▸ **TASK**:
The records should be restated exactly from their first line through the line with "a cache key." in it.

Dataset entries

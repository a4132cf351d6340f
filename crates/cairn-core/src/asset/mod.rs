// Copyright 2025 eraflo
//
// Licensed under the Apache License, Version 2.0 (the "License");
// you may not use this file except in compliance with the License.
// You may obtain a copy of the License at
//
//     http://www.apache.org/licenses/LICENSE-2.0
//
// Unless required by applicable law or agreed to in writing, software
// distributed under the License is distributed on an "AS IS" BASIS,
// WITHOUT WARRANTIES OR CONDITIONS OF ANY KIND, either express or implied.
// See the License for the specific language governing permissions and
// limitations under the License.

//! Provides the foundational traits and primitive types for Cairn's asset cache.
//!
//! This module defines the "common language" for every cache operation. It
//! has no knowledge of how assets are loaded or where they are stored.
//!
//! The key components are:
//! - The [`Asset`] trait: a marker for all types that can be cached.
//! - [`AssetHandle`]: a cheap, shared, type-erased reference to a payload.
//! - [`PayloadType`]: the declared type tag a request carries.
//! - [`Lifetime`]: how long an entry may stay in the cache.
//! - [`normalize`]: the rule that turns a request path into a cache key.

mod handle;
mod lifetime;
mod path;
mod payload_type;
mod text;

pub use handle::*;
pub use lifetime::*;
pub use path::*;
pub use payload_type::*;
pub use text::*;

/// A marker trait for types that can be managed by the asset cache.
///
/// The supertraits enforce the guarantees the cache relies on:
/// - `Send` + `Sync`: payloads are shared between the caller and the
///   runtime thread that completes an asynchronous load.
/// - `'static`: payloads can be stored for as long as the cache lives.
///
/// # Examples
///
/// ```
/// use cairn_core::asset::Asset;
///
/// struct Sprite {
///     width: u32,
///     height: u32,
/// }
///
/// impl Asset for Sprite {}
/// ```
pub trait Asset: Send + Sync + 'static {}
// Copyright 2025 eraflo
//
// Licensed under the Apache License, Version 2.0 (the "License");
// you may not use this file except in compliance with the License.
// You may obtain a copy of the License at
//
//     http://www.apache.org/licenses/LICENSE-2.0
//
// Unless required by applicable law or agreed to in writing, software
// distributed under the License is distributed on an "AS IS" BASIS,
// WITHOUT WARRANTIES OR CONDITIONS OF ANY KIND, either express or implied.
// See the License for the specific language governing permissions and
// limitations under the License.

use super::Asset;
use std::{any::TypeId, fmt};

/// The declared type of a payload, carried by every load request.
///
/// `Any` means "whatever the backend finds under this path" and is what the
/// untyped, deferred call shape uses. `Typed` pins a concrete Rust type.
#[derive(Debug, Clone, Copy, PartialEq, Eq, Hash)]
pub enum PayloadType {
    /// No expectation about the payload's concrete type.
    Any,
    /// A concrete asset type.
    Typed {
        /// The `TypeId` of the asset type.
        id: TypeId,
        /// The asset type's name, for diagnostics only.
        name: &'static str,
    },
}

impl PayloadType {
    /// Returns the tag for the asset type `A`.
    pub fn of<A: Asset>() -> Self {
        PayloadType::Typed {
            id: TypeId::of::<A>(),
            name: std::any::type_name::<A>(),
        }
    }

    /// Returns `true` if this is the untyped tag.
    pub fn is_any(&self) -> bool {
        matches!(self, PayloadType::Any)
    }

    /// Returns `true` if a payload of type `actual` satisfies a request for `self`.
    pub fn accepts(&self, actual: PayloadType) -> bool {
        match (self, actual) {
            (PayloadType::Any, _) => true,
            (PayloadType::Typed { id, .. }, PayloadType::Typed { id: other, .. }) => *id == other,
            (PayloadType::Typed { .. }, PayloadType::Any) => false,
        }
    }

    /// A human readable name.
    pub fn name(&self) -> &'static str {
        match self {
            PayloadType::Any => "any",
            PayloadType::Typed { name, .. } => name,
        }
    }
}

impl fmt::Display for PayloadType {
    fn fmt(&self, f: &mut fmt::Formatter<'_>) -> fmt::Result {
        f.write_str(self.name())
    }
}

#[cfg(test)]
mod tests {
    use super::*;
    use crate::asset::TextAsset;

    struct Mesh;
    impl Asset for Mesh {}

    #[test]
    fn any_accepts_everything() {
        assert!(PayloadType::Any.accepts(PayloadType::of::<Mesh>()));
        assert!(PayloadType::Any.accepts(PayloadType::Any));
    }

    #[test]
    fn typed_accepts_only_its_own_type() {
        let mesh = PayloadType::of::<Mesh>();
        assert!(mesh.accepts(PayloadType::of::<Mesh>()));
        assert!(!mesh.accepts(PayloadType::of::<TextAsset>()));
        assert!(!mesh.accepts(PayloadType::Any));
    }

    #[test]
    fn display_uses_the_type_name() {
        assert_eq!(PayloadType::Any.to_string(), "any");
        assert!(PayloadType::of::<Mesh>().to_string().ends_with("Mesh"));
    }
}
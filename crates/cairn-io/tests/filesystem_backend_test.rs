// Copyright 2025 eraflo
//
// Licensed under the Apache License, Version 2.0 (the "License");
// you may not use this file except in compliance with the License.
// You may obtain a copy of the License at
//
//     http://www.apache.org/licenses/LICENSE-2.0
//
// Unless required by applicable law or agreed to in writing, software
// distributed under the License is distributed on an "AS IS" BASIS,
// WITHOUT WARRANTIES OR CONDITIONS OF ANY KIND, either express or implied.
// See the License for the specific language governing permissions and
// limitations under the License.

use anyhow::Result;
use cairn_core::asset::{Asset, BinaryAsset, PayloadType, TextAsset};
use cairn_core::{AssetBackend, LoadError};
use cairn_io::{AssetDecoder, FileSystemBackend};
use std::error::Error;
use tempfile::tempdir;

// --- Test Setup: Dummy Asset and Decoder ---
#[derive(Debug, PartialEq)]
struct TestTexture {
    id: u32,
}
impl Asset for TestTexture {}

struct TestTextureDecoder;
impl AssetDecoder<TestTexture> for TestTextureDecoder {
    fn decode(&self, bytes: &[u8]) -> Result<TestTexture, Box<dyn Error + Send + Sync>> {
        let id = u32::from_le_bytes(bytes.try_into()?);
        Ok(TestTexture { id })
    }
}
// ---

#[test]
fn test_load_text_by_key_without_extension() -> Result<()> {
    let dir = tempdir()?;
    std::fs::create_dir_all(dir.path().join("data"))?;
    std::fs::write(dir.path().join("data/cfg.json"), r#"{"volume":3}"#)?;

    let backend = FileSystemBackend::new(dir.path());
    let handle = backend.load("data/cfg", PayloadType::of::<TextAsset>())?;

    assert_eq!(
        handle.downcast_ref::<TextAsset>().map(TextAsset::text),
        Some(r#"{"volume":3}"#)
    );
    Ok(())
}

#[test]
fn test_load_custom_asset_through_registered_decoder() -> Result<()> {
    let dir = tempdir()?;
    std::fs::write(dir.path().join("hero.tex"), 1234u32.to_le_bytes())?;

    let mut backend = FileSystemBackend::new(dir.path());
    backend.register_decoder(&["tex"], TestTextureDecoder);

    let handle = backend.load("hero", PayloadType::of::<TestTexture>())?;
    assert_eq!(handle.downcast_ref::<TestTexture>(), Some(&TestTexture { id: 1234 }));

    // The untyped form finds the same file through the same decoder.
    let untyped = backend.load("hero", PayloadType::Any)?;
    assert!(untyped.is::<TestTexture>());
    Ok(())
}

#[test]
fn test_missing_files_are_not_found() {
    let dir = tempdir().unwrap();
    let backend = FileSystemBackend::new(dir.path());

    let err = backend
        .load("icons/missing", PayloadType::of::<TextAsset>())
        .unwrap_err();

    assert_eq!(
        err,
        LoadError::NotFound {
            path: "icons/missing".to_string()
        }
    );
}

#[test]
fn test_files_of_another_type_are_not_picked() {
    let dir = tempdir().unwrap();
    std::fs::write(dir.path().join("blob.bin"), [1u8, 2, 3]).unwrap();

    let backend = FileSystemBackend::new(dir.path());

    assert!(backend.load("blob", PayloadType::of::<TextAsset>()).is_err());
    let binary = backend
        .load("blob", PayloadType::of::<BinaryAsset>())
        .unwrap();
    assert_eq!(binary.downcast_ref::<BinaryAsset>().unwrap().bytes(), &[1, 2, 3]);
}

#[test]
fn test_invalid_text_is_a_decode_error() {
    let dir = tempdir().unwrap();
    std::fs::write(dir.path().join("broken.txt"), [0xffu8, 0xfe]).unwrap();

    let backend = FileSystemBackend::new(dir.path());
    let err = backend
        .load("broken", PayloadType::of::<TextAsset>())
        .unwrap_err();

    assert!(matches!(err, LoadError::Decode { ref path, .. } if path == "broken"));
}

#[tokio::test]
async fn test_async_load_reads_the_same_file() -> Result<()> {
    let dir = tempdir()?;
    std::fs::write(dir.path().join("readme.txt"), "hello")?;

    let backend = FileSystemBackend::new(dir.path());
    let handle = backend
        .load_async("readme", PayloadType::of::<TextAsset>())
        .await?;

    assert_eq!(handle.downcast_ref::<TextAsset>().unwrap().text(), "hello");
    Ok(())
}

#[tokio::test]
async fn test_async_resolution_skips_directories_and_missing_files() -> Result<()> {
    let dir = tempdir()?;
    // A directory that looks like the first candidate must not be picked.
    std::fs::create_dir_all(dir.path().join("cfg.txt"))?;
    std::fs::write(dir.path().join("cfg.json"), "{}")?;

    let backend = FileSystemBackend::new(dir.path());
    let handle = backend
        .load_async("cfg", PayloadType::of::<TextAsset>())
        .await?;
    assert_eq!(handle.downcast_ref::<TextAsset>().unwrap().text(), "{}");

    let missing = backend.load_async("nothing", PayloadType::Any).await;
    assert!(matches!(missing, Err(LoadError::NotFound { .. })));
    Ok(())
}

▸ **TASK RESPONSE**:
repository a4132cf351d6340f
filename crates/cairn-core/src/asset/mod.rs
// Copyright 2025 eraflo
//
// Licensed under the Apache License, Version 2.0 (the "License");
// you may not use this file except in compliance with the License.
// You may obtain a copy of the License at
//
//     http://www.apache.org/licenses/LICENSE-2.0
//
// Unless required by applicable law or agreed to in writing, software
// distributed under the License is distributed on an "AS IS" BASIS,
// WITHOUT WARRANTIES OR CONDITIONS OF ANY KIND, either express or implied.
// See the License for the specific language governing permissions and
// limitations under the License.

//! Provides the foundational traits and primitive types for Cairn's asset cache.
//!
//! This module defines the "common language" for every cache operation. It
//! has no knowledge of how assets are loaded or where they are stored.
//!
//! The key components are:
//! - The [`Asset`] trait: a marker for all types that can be cached.
//! - [`AssetHandle`]: a cheap, shared, type-erased reference to a payload.
//! - [`PayloadType`]: the declared type tag a request carries.
//! - [`Lifetime`]: how long an entry may stay in the cache.
//! - [`normalize`]: the rule that turns a request path into a cache key.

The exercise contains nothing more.